Problem details:
Every word of the data below has to be copied faithfully.

Entries provided:
########
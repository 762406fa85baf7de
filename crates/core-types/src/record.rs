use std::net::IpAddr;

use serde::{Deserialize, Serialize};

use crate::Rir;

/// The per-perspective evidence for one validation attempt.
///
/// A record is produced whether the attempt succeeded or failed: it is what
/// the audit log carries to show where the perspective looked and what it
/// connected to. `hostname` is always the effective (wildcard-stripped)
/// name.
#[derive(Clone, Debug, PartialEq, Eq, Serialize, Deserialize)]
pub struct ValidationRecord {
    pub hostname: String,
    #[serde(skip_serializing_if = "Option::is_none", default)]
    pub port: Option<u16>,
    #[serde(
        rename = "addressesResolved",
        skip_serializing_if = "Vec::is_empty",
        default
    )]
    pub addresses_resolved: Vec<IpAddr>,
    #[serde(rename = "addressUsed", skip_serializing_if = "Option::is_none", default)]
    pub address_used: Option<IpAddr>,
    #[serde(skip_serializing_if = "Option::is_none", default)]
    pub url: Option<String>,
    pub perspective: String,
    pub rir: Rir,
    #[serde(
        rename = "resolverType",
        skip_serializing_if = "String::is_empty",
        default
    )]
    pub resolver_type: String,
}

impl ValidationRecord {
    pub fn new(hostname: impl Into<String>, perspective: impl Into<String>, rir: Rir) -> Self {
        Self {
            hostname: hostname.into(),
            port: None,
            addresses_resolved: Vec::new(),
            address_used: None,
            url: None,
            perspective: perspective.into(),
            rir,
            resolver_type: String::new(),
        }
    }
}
########
Solution to this exercise:
repository 762406fa85baf7de
filename crates/core-types/src/record.rs
use std::net::IpAddr;

use serde::{Deserialize, Serialize};

use crate::Rir;

/// The per-perspective evidence for one validation attempt.
///
/// A record is produced whether the attempt succeeded or failed: it is what
/// the audit log carries to show where the perspective looked and what it
/// connected to. `hostname` is always the effective (wildcard-stripped)
/// name.
#[derive(Clone, Debug, PartialEq, Eq, Serialize, Deserialize)]
pub struct ValidationRecord {
    pub hostname: String,
    #[serde(skip_serializing_if = "Option::is_none", default)]
    pub port: Option<u16>,
    #[serde(
        rename = "addressesResolved",
        skip_serializing_if = "Vec::is_empty",
        default
    )]
    pub addresses_resolved: Vec<IpAddr>,
    #[serde(rename = "addressUsed", skip_serializing_if = "Option::is_none", default)]
    pub address_used: Option<IpAddr>,
    #[serde(skip_serializing_if = "Option::is_none", default)]
    pub url: Option<String>,
    pub perspective: String,
    pub rir: Rir,
    #[serde(
        rename = "resolverType",
        skip_serializing_if = "String::is_empty",
        default
    )]
    pub resolver_type: String,
}

impl ValidationRecord {
    pub fn new(hostname: impl Into<String>, perspective: impl Into<String>, rir: Rir) -> Self {
        Self {
            hostname: hostname.into(),
            port: None,
            addresses_resolved: Vec::new(),
            address_used: None,
            url: None,
            perspective: perspective.into(),
            rir,
            resolver_type: String::new(),
        }
    }
}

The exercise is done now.